(Saved entries)
◇ ◇ ◇ ◇ ◇ ◇ ◇
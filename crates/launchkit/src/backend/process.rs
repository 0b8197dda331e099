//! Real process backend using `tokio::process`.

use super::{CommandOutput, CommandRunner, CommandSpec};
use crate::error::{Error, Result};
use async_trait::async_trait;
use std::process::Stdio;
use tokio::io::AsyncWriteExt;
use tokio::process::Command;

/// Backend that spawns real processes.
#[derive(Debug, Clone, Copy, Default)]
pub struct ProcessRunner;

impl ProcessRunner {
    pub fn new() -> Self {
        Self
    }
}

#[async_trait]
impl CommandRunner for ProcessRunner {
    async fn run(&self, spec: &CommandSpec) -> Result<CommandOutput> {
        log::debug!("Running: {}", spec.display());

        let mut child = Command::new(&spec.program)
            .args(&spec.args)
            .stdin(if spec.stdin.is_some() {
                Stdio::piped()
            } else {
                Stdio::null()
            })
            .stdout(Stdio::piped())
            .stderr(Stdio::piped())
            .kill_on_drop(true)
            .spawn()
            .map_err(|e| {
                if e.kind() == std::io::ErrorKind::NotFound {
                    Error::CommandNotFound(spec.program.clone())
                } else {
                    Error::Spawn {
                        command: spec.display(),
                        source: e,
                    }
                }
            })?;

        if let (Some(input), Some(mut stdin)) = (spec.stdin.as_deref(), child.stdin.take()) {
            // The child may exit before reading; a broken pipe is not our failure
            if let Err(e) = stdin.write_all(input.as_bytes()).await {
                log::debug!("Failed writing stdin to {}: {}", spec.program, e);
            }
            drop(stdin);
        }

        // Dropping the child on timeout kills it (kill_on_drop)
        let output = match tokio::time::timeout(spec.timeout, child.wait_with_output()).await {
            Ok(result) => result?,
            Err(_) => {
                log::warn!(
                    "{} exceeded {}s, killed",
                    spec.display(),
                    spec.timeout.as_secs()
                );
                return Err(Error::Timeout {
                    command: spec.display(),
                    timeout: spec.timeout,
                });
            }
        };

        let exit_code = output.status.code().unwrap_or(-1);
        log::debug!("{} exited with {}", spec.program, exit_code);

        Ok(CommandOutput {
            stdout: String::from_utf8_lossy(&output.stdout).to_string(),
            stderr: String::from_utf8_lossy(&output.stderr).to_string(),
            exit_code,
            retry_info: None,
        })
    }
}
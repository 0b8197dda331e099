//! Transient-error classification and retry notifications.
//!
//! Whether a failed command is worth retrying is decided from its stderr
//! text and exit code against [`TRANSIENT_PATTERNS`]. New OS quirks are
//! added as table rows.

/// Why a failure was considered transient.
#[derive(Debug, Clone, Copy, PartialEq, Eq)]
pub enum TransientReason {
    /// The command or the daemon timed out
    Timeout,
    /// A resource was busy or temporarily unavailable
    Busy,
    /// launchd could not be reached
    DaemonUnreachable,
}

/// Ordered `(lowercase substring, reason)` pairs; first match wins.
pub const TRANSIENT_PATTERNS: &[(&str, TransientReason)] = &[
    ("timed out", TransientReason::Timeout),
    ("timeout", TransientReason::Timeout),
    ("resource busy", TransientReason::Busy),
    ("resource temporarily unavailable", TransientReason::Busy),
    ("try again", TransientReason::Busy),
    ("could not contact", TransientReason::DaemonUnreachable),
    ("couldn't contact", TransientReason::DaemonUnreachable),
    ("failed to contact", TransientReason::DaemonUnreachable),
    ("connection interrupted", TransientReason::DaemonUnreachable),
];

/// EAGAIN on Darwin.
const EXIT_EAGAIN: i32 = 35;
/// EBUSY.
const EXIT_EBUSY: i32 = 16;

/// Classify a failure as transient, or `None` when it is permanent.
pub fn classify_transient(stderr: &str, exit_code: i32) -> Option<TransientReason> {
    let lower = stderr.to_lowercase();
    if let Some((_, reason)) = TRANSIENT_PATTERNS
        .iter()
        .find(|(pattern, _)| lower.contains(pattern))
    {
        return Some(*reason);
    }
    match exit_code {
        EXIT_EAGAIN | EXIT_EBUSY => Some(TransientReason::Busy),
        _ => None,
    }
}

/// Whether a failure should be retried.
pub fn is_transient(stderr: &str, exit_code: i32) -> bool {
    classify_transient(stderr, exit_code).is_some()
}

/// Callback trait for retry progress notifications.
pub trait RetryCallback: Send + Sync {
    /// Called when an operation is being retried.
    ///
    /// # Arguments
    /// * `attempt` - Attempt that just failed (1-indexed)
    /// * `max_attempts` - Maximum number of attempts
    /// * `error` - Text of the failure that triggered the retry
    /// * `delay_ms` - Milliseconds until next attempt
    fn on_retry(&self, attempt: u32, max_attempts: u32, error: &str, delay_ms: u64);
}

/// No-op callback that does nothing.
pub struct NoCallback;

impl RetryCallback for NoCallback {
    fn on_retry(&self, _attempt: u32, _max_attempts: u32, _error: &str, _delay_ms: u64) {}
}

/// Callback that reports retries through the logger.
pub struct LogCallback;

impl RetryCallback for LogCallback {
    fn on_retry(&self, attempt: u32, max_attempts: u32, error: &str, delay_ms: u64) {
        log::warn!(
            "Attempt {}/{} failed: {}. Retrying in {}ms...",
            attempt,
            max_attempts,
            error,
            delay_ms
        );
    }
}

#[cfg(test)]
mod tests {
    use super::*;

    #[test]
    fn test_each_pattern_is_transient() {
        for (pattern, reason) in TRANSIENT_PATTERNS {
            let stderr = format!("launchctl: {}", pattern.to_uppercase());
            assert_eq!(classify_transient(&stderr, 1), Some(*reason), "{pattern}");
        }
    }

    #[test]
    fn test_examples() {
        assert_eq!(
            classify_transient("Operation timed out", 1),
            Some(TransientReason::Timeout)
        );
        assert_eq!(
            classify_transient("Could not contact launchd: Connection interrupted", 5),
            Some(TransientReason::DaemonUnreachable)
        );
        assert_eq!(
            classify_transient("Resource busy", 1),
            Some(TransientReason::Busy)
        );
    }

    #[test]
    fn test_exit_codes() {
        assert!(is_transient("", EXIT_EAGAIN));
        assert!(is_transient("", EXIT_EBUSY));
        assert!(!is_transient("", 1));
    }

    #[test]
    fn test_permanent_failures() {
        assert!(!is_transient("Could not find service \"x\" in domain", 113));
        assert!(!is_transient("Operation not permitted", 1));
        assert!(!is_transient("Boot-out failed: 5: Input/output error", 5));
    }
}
◇ ◇ ◇ ◇ ◇ ◇ ◇
:: Work to be completed ::
Which lines of the data include the string "contact"? Copy each of them.

:: Answer to the problem ::
    ("could not contact", TransientReason::DaemonUnreachable),
    ("couldn't contact", TransientReason::DaemonUnreachable),
    ("failed to contact", TransientReason::DaemonUnreachable),
            classify_transient("Could not contact launchd: Connection interrupted", 5),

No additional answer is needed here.